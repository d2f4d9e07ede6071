//! [RFC9420 Sec.10](https://www.rfc-editor.org/rfc/rfc9420.html#section-10) Key Packages
//!
//! A key package is a signed, single-use advertisement that a client can be added to a group.
//! Creating one stores its private init key and leaf encryption key in the provider's key store,
//! where a later welcome finds them.


use std::fmt::{Display, Formatter};
use std::ops::Deref;
use std::time::{Duration, SystemTime};

use bytes::{Buf, BufMut, Bytes, BytesMut};

use crate::mls::crypto::cipher_suite::CipherSuite;
use crate::mls::crypto::provider::{ensure_supported, CryptoProvider};
use crate::mls::crypto::key_pair::HPKEKeyPair;
use crate::mls::crypto::HPKEPublicKey;
use crate::mls::extensibility::Extensions;
use crate::mls::framing::ProtocolVersion;
use crate::mls::identity::Identity;
use crate::mls::ratchet_tree::leaf_node::{
    Capabilities, LeafNode, LeafNodeSource, TreeInfoTBS,
};
use crate::mls::utilities::error::{Error, Result};
use crate::mls::utilities::serde::{
    deserialize_opaque_vec, serialize_opaque_vec, Deserializer, Serializer,
};

pub use crate::mls::ratchet_tree::leaf_node::Lifetime;

const LABEL_KEY_PACKAGE_TBS: &[u8] = b"KeyPackageTBS";
const LABEL_KEY_PACKAGE_REF: &[u8] = b"MLS 1.0 KeyPackage Reference";

/// Default validity of a fresh key package.
pub const DEFAULT_KEY_PACKAGE_LIFETIME: Duration = Duration::from_secs(60 * 60 * 24 * 7 * 12);

/// [RFC9420 Sec.5.2](https://www.rfc-editor.org/rfc/rfc9420.html#section-5.2) `KeyPackageRef`,
/// the hash that names a key package inside a welcome.
#[derive(Default, Debug, Clone, Eq, PartialEq, Hash)]
pub struct KeyPackageRef(Bytes);

impl KeyPackageRef {
    pub fn new<T: Into<Bytes>>(r: T) -> Self {
        Self(r.into())
    }
}

impl Deref for KeyPackageRef {
    type Target = Bytes;

    fn deref(&self) -> &Self::Target {
        &self.0
    }
}

impl Display for KeyPackageRef {
    fn fmt(&self, f: &mut Formatter<'_>) -> std::fmt::Result {
        write!(f, "{}", hex::encode(&self.0))
    }
}

impl Deserializer for KeyPackageRef {
    fn deserialize<B>(buf: &mut B) -> Result<Self>
    where
        Self: Sized,
        B: Buf,
    {
        Ok(Self(deserialize_opaque_vec(buf)?))
    }
}

impl Serializer for KeyPackageRef {
    fn serialize<B>(&self, buf: &mut B) -> Result<()>
    where
        Self: Sized,
        B: BufMut,
    {
        serialize_opaque_vec(&self.0, buf)
    }
}

#[derive(Default, Debug, Clone, Eq, PartialEq)]
pub struct KeyPackageTBS {
    pub version: ProtocolVersion,
    pub cipher_suite: CipherSuite,
    pub init_key: HPKEPublicKey,
    pub leaf_node: LeafNode,
    pub extensions: Extensions,
}

impl Deserializer for KeyPackageTBS {
    fn deserialize<B>(buf: &mut B) -> Result<Self>
    where
        Self: Sized,
        B: Buf,
    {
        let version = ProtocolVersion::deserialize(buf)?;
        let cipher_suite = CipherSuite::deserialize(buf)?;
        let init_key = HPKEPublicKey::deserialize(buf)?;
        let leaf_node = LeafNode::deserialize(buf)?;
        let extensions = Extensions::deserialize(buf)?;

        Ok(Self {
            version,
            cipher_suite,
            init_key,
            leaf_node,
            extensions,
        })
    }
}

impl Serializer for KeyPackageTBS {
    fn serialize<B>(&self, buf: &mut B) -> Result<()>
    where
        Self: Sized,
        B: BufMut,
    {
        self.version.serialize(buf)?;
        self.cipher_suite.serialize(buf)?;
        self.init_key.serialize(buf)?;
        self.leaf_node.serialize(buf)?;
        self.extensions.serialize(buf)
    }
}

/// [RFC9420 Sec.10](https://www.rfc-editor.org/rfc/rfc9420.html#section-10) Key Packages
#[derive(Default, Debug, Clone, Eq, PartialEq)]
pub struct KeyPackage {
    pub payload: KeyPackageTBS,
    pub signature: Bytes,
}

impl Deserializer for KeyPackage {
    fn deserialize<B>(buf: &mut B) -> Result<Self>
    where
        Self: Sized,
        B: Buf,
    {
        let payload = KeyPackageTBS::deserialize(buf)?;
        let signature = deserialize_opaque_vec(buf)?;

        Ok(Self { payload, signature })
    }
}

impl Serializer for KeyPackage {
    fn serialize<B>(&self, buf: &mut B) -> Result<()>
    where
        Self: Sized,
        B: BufMut,
    {
        self.payload.serialize(buf)?;
        serialize_opaque_vec(&self.signature, buf)
    }
}

impl KeyPackage {
    /// A key package for `identity` valid for [`DEFAULT_KEY_PACKAGE_LIFETIME`].
    pub fn new(crypto_provider: &impl CryptoProvider, identity: &Identity) -> Result<Self> {
        Self::with_lifetime(
            crypto_provider,
            identity,
            Lifetime::new(DEFAULT_KEY_PACKAGE_LIFETIME),
        )
    }

    pub fn with_lifetime(
        crypto_provider: &impl CryptoProvider,
        identity: &Identity,
        lifetime: Lifetime,
    ) -> Result<Self> {
        let cipher_suite = identity.cipher_suite();
        ensure_supported(crypto_provider, cipher_suite)?;

        let init_key_pair = crypto_provider.generate_hpke_key_pair(cipher_suite)?;
        let (leaf_node, encryption_key_pair) = LeafNode::new(
            crypto_provider,
            identity,
            LeafNodeSource::KeyPackage(lifetime),
            Capabilities::for_provider(crypto_provider),
            Extensions::default(),
            &TreeInfoTBS::KeyPackage,
        )?;

        let payload = KeyPackageTBS {
            version: ProtocolVersion::MLS10,
            cipher_suite,
            init_key: init_key_pair.public_key().clone(),
            leaf_node,
            extensions: Extensions::default(),
        };
        let signature = identity.sign_with_label(
            crypto_provider,
            LABEL_KEY_PACKAGE_TBS,
            &payload.serialize_detached()?,
        )?;
        let key_package = Self { payload, signature };

        // https://www.rfc-editor.org/rfc/rfc9420.html#section-12.4.3.1-8.1
        let key_package_ref = key_package.generate_ref(crypto_provider)?;
        let key_store = crypto_provider.key_store();
        let HPKEKeyPair {
            private_key: encryption_private_key,
            public_key: encryption_key,
        } = encryption_key_pair;
        key_store.store(&key_package_ref, init_key_pair.private_key);
        key_store.store(&encryption_key, encryption_private_key);
        key_store.store_leaf_key(&key_package_ref, encryption_key.0);

        log::debug!("created key package {key_package_ref}");

        Ok(key_package)
    }

    /// Decodes a key package and checks its signatures.
    pub fn from_bytes(crypto_provider: &impl CryptoProvider, bytes: &[u8]) -> Result<Self> {
        let key_package = Self::deserialize_exact(bytes)?;
        key_package.verify(crypto_provider)?;
        Ok(key_package)
    }

    pub fn cipher_suite(&self) -> CipherSuite {
        self.payload.cipher_suite
    }

    pub fn leaf_node(&self) -> &LeafNode {
        &self.payload.leaf_node
    }

    pub fn init_key(&self) -> &HPKEPublicKey {
        &self.payload.init_key
    }

    pub fn lifetime(&self) -> Option<&Lifetime> {
        match &self.payload.leaf_node.payload.leaf_node_source {
            LeafNodeSource::KeyPackage(lifetime) => Some(lifetime),
            _ => None,
        }
    }

    /// ```text
    /// KeyPackageRef = RefHash("MLS 1.0 KeyPackage Reference", value)
    /// ```
    pub fn generate_ref(&self, crypto_provider: &impl CryptoProvider) -> Result<KeyPackageRef> {
        Ok(KeyPackageRef(crypto_provider.ref_hash(
            self.payload.cipher_suite,
            LABEL_KEY_PACKAGE_REF,
            &self.serialize_detached()?,
        )?))
    }

    /// [RFC9420 Sec.10.1](https://www.rfc-editor.org/rfc/rfc9420.html#section-10.1) Key package
    /// validation, short of the lifetime.
    pub fn verify(&self, crypto_provider: &impl CryptoProvider) -> Result<()> {
        let cipher_suite = self.payload.cipher_suite;
        if !crypto_provider.supports(cipher_suite) {
            return Err(Error::MalformedKeyPackage("unsupported cipher suite"));
        }

        if self.lifetime().is_none() {
            return Err(Error::MalformedKeyPackage(
                "leaf node does not come from a key package",
            ));
        }

        self.payload
            .leaf_node
            .verify_signature(crypto_provider, cipher_suite, &TreeInfoTBS::KeyPackage)
            .map_err(|_| Error::InvalidKeyPackageSignature)?;

        crypto_provider
            .verify_with_label(
                cipher_suite,
                self.payload.leaf_node.signature_key(),
                LABEL_KEY_PACKAGE_TBS,
                &self.payload.serialize_detached()?,
                &self.signature,
            )
            .map_err(|_| Error::InvalidKeyPackageSignature)?;

        if self.payload.init_key == *self.payload.leaf_node.encryption_key() {
            return Err(Error::MalformedKeyPackage(
                "init key and encryption key are equal",
            ));
        }

        Ok(())
    }

    /// Fails with [`Error::KeyPackageExpired`] unless `time` falls inside the key package's
    /// lifetime.
    pub fn verify_lifetime(&self, time: SystemTime) -> Result<()> {
        match self.lifetime() {
            Some(lifetime) if lifetime.is_valid_at(time) => Ok(()),
            _ => Err(Error::KeyPackageExpired),
        }
    }

    /// Serialized form, the stable format for storage and transport.
    pub fn to_bytes(&self) -> Result<Bytes> {
        let mut buf = BytesMut::new();
        self.serialize(&mut buf)?;
        Ok(buf.freeze())
    }
}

^^^^^^^^

**What you should do:**
From the entries above, show each line that includes the string "Reference".

**Output for this task:**
const LABEL_KEY_PACKAGE_REF: &[u8] = b"MLS 1.0 KeyPackage Reference";
    /// KeyPackageRef = RefHash("MLS 1.0 KeyPackage Reference", value)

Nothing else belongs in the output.